Some people are comfortable with eating three square meals a day and do not rely on snacks at all. But for those who prefer to eat several smaller meals throughout the day, it is better to plan ahead for healthy, low-calorie snacks.
The diet industry and food manufacturers target snackers with an abundance of snack bars, snack packs, and 100-calorie packets.
What’s important to understand is that you benefit more from eating nutrient-dense foods, such as whole foods than from calorie-dense foods, such as most manufactured ones (chips, candy, many granola bars).
When you consume whole, fresh foods such as fruits and veggies, you are eating more volume for fullness but without the excess calories, keeping the energy balance tipped in your favor.

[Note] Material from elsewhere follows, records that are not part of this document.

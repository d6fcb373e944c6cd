//! Error types for the coupled system.
//!
//! Errors fall in four groups: setup errors raised while registering variables and evaluators,
//! validity errors raised when an entry point runs before the system is fully constructed
//! (or while a mesh change is pending), contract violations that indicate a programming error
//! in the caller, and evaluator failures propagated out of an assembly pass. None of them are
//! recovered from inside the system; the outer driver decides what to do next.
use crate::state::SystemState;
use std::error::Error as StdError;
use thiserror::Error;

/// Result type alias using [`SystemError`].
pub type Result<T> = std::result::Result<T, SystemError>;

#[derive(Debug, Error)]
#[non_exhaustive]
pub enum SystemError {
    /// Invalid or missing setup information.
    #[error("setup error: {0}")]
    Setup(String),

    #[error("duplicate {category} name `{name}`")]
    DuplicateName { category: &'static str, name: String },

    #[error("unknown {category} `{name}`")]
    Unknown { category: &'static str, name: String },

    /// Registration attempted after the first assembly pass.
    #[error("cannot register {category} `{name}` after the first assembly pass")]
    RegistrationClosed { category: &'static str, name: String },

    #[error("finite element type {0} is not supported")]
    UnsupportedFeType(String),

    /// An entry point was invoked in a state that does not permit it.
    #[error("operation `{operation}` is not permitted in state {state:?}")]
    InvalidState { operation: &'static str, state: SystemState },

    /// The mesh was modified but `mesh_changed` has not been called yet.
    #[error("operation `{operation}` requires mesh_changed() to be called after the last mesh modification")]
    PendingMeshChange { operation: &'static str },

    #[error("contract violation: {0}")]
    ContractViolation(String),

    #[error("thread index {index} is out of range for {len} worker threads")]
    ThreadIndexOutOfRange { index: usize, len: usize },

    #[error("thread data is stale (generation {found}, expected {expected}); resize_all was not run")]
    StaleThreadData { found: u64, expected: u64 },

    #[error("expected a vector with {expected} entries, got {actual}")]
    DimensionMismatch { expected: usize, actual: usize },

    #[error("refinement would produce a non-conforming mesh: {0}")]
    NonConformingRefinement(String),

    #[error("degenerate element {element}: {reason}")]
    DegenerateElement { element: usize, reason: String },

    /// An evaluator returned an error during an assembly pass.
    #[error("evaluator `{name}` failed")]
    Evaluation {
        name: String,
        #[source]
        source: Box<dyn StdError + Send + Sync>,
    },

    #[error("configuration error: {0}")]
    Config(String),

    #[error(transparent)]
    Json(#[from] serde_json::Error),

    #[error(transparent)]
    Io(#[from] std::io::Error),

    #[error(transparent)]
    ThreadPool(#[from] rayon::ThreadPoolBuildError),
}

impl SystemError {
    /// Wraps an evaluator failure together with the name of the evaluator.
    pub fn evaluation(name: &str, report: eyre::Report) -> Self {
        Self::Evaluation {
            name: name.to_string(),
            source: report.into(),
        }
    }

    /// Whether the error is a contract violation, i.e. a programming error in the caller.
    pub fn is_contract_violation(&self) -> bool {
        matches!(
            self,
            Self::ContractViolation(_)
                | Self::ThreadIndexOutOfRange { .. }
                | Self::StaleThreadData { .. }
                | Self::DimensionMismatch { .. }
        )
    }
}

So, choose snacks that are whole food-based, quick to prepare, and easy to bring along, and that will fill you up, nurture your needs, and satisfy your cravings.

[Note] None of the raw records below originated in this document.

//! Built-in functions of space and time.
use crate::evaluators::{Evaluable, EvaluatorBase, Function};
use crate::factory::{Factory, SetupContext};
use eyre::eyre;
use itertools::Itertools;
use nalgebra::{Point3, Vector3};

pub(crate) fn register(factory: &mut Factory) {
    factory.register_function("ConstantFunction", |ctx| Ok(Box::new(ConstantFunction::new(ctx)?)));
    factory.register_function("PiecewiseLinear", |ctx| Ok(Box::new(PiecewiseLinear::new(ctx)?)));
    factory.register_function("LinearFunction", |ctx| Ok(Box::new(LinearFunction::new(ctx)?)));
}

#[derive(Debug, Clone)]
pub struct ConstantFunction {
    base: EvaluatorBase,
    value: f64,
}

impl ConstantFunction {
    pub fn new(ctx: &SetupContext) -> eyre::Result<Self> {
        Ok(Self {
            base: ctx.base()?,
            value: ctx.params.real_or("value", 0.0)?,
        })
    }
}

impl Evaluable for ConstantFunction {
    fn base(&self) -> &EvaluatorBase {
        &self.base
    }
}

impl Function for ConstantFunction {
    fn value(&self, _t: f64, _p: &Point3<f64>) -> f64 {
        self.value
    }
}

/// The coordinate a [`PiecewiseLinear`] function is tabulated against.
#[derive(Debug, Clone, Copy, PartialEq, Eq)]
pub enum Axis {
    Time,
    X,
    Y,
    Z,
}

/// Linear interpolation in a table, held constant beyond its ends.
#[derive(Debug, Clone)]
pub struct PiecewiseLinear {
    base: EvaluatorBase,
    axis: Axis,
    x: Vec<f64>,
    y: Vec<f64>,
    scale: f64,
}

impl PiecewiseLinear {
    pub fn new(ctx: &SetupContext) -> eyre::Result<Self> {
        let x = ctx.params.real_list("x")?;
        let y = ctx.params.real_list("y")?;
        if x.is_empty() || x.len() != y.len() {
            return Err(eyre!(
                "`x` and `y` must be non-empty and of equal length, got {} and {}",
                x.len(),
                y.len()
            ));
        }
        if !x.iter().tuple_windows().all(|(a, b)| a < b) {
            return Err(eyre!("`x` must be strictly increasing"));
        }
        let axis = match ctx.params.optional_string("axis")?.unwrap_or("t") {
            "t" => Axis::Time,
            "x" => Axis::X,
            "y" => Axis::Y,
            "z" => Axis::Z,
            other => return Err(eyre!("unknown axis `{other}`")),
        };
        Ok(Self {
            base: ctx.base()?,
            axis,
            x,
            y,
            scale: ctx.params.real_or("scale_factor", 1.0)?,
        })
    }

    fn coordinate(&self, t: f64, p: &Point3<f64>) -> f64 {
        match self.axis {
            Axis::Time => t,
            Axis::X => p.x,
            Axis::Y => p.y,
            Axis::Z => p.z,
        }
    }

    /// Index of the interval containing `s`, or `None` outside the table.
    fn interval(&self, s: f64) -> Option<usize> {
        let n = self.x.len();
        if n < 2 || s <= self.x[0] || s >= self.x[n - 1] {
            return None;
        }
        Some(self.x.partition_point(|&xi| xi <= s) - 1)
    }
}

impl Evaluable for PiecewiseLinear {
    fn base(&self) -> &EvaluatorBase {
        &self.base
    }
}

impl Function for PiecewiseLinear {
    fn value(&self, t: f64, p: &Point3<f64>) -> f64 {
        let s = self.coordinate(t, p);
        let n = self.x.len();
        let y = match self.interval(s) {
            Some(i) => {
                let w = (s - self.x[i]) / (self.x[i + 1] - self.x[i]);
                (1.0 - w) * self.y[i] + w * self.y[i + 1]
            }
            None if s <= self.x[0] => self.y[0],
            None => self.y[n - 1],
        };
        self.scale * y
    }

    fn gradient(&self, _t: f64, p: &Point3<f64>) -> Vector3<f64> {
        let mut gradient = Vector3::zeros();
        let component = match self.axis {
            Axis::Time => return gradient,
            Axis::X => 0,
            Axis::Y => 1,
            Axis::Z => 2,
        };
        if let Some(i) = self.interval(p[component]) {
            gradient[component] = self.scale * (self.y[i + 1] - self.y[i]) / (self.x[i + 1] - self.x[i]);
        }
        gradient
    }
}

/// `a + b t + c x + d y + e z`.
#[derive(Debug, Clone)]
pub struct LinearFunction {
    base: EvaluatorBase,
    offset: f64,
    rate: f64,
    slope: Vector3<f64>,
}

impl LinearFunction {
    pub fn new(ctx: &SetupContext) -> eyre::Result<Self> {
        let params = ctx.params;
        Ok(Self {
            base: ctx.base()?,
            offset: params.real_or("a", 0.0)?,
            rate: params.real_or("b", 0.0)?,
            slope: Vector3::new(
                params.real_or("c", 0.0)?,
                params.real_or("d", 0.0)?,
                params.real_or("e", 0.0)?,
            ),
        })
    }
}

impl Evaluable for LinearFunction {
    fn base(&self) -> &EvaluatorBase {
        &self.base
    }
}

impl Function for LinearFunction {
    fn value(&self, t: f64, p: &Point3<f64>) -> f64 {
        self.offset + self.rate * t + self.slope.dot(&p.coords)
    }

    fn gradient(&self, _t: f64, _p: &Point3<f64>) -> Vector3<f64> {
        self.slope
    }
}

#[cfg(test)]
mod tests {
    use super::*;
    use crate::params::Parameters;
    use crate::variables::VariableRegistry;

    fn build(params: Parameters) -> eyre::Result<PiecewiseLinear> {
        let registry = VariableRegistry::new();
        let ctx = SetupContext {
            name: "f",
            params: &params,
            variables: &registry,
            thread: 0,
        };
        PiecewiseLinear::new(&ctx)
    }

    #[test]
    fn piecewise_linear_interpolates_and_extrapolates_constant() {
        let f = build(
            Parameters::new()
                .with("x", vec![0.0, 1.0, 3.0])
                .with("y", vec![0.0, 2.0, 0.0]),
        )
        .unwrap();
        let origin = Point3::origin();
        assert_eq!(f.value(-1.0, &origin), 0.0);
        assert_eq!(f.value(0.5, &origin), 1.0);
        assert_eq!(f.value(2.0, &origin), 1.0);
        assert_eq!(f.value(10.0, &origin), 0.0);
    }

    #[test]
    fn piecewise_linear_rejects_unsorted_table() {
        let params = Parameters::new()
            .with("x", vec![0.0, 2.0, 1.0])
            .with("y", vec![0.0, 1.0, 2.0]);
        assert!(build(params).is_err());
    }
}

Here are 25 healthy options and substitutes for popular 100-calorie snacks:
1. Rice cake with mashed cannellini or black beans, herbs, and spices
Opt for easy-to-make, low-calorie brown rice cakes since they are made with whole grains, offering more fiber. One cake contains 30-60 calories.
Mash 2 tablespoons of beans (canned or cooked) and mix in salt, pepper, smoked paprika, dried oregano, and chopped parsley. Top this mixture on the rice cake.

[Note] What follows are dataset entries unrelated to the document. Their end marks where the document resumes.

//! Parallel assembly of residuals, Jacobians, damping factors and postprocessor values.
//!
//! Every pass partitions its items (active elements, boundary sides or active nodes) into
//! contiguous slices, one per worker thread. A worker only writes into its own
//! [`ThreadContext`] and its own evaluator replicas. Once all workers are done, their
//! contributions are merged sequentially in thread order, so the result of a pass depends on
//! the number of threads but never on scheduling.
//!
//! If a worker fails, the others stop at their next item and the error of the failing worker
//! with the lowest index is returned. Nothing is merged from a failed pass.
use crate::dofs::DofMap;
use crate::error::{Result, SystemError};
use crate::evaluators::{
    evaluate, DgJacobianType, DgKernel, DgQp, DgResidualType, Evaluable, EvaluatorBase, Material,
    PostprocessorScope, PostprocessorValues,
};
use crate::fe_data::{EvalEnv, FeData, FeInputs, MaterialData, PointContext, QpContext, SolutionView, TimeView, VariableQp};
use crate::mesh::{InteriorFace, Mesh, MeshTopology, SubdomainId};
use crate::quadrature::QuadratureTable;
use crate::thread_data::ThreadContext;
use crate::variables::{CoupledVariableId, FeFamily, VariableId, VariableRef, VariableRegistry};
use crate::warehouse::{ApplicabilityTables, FunctionWarehouse, SubdomainTable, ThreadWarehouse, Warehouse};
use log::debug;
use nalgebra::{DMatrix, DVector, Point3, Vector3};
use nalgebra_sparse::{CooMatrix, CsrMatrix};
use parking_lot::Mutex;
use rayon::prelude::*;
use rayon::ThreadPool;
use std::collections::BTreeMap;
use std::ops::Range;
use std::sync::atomic::{AtomicBool, Ordering};

/// Read-only data shared by all workers during a pass.
#[derive(Clone, Copy)]
pub struct AssemblyInputs<'a> {
    pub mesh: &'a Mesh,
    /// Displaced vertex positions, if a displaced mesh is in use.
    pub displaced: Option<&'a [Point3<f64>]>,
    pub topology: &'a MeshTopology,
    pub active_elements: &'a [usize],
    pub active_nodes: &'a [usize],
    pub registry: &'a VariableRegistry,
    pub dofs: &'a DofMap,
    pub aux_dofs: &'a DofMap,
    pub quadrature: &'a QuadratureTable,
    pub tables: &'a ApplicabilityTables,
    pub time: TimeView,
    pub postprocessors: &'a PostprocessorValues,
}

impl<'a> AssemblyInputs<'a> {
    fn fe_inputs<'b>(&self, solution: SolutionView<'b>) -> FeInputs<'b>
    where
        'a: 'b,
    {
        FeInputs {
            mesh: self.mesh,
            vertices: self.mesh.vertices(),
            registry: self.registry,
            dofs: self.dofs,
            aux_dofs: self.aux_dofs,
            quadrature: self.quadrature,
            solution,
        }
    }

    /// The subdomain a node is evaluated in: that of the lowest-index active element touching it.
    fn node_subdomain(&self, node: usize) -> Option<SubdomainId> {
        self.topology
            .elements_of_node(node)
            .first()
            .map(|&e| self.mesh.element(e).subdomain)
    }

    fn env<'b>(&self, functions: &'b FunctionWarehouse) -> EvalEnv<'b>
    where
        'a: 'b,
    {
        EvalEnv {
            time: self.time,
            functions,
            postprocessors: self.postprocessors,
        }
    }
}

/// Nonlinear solution vectors a pass interpolates from.
#[derive(Debug, Clone, Copy)]
pub struct SystemVectors<'a> {
    pub current: &'a DVector<f64>,
    pub u_dot: Option<&'a DVector<f64>>,
    pub du_dot_du: f64,
    pub old: Option<&'a DVector<f64>>,
    pub older: Option<&'a DVector<f64>>,
}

2. Hummus (oil-free) and cucumber sticks
Use the “Hope” brand hummus as it has no added oil.
You can also make your own hummus by adding the following ingredients to a blender:
- 1 can of chickpeas
- 4 cloves of garlic
- ¼ cup lemon juice
- 2 tablespoons of tahini (sesame seed paste)
- Salt to taste
Scoop 3 tablespoons of hummus into a small bowl. It’s the perfect dip for cucumber sticks.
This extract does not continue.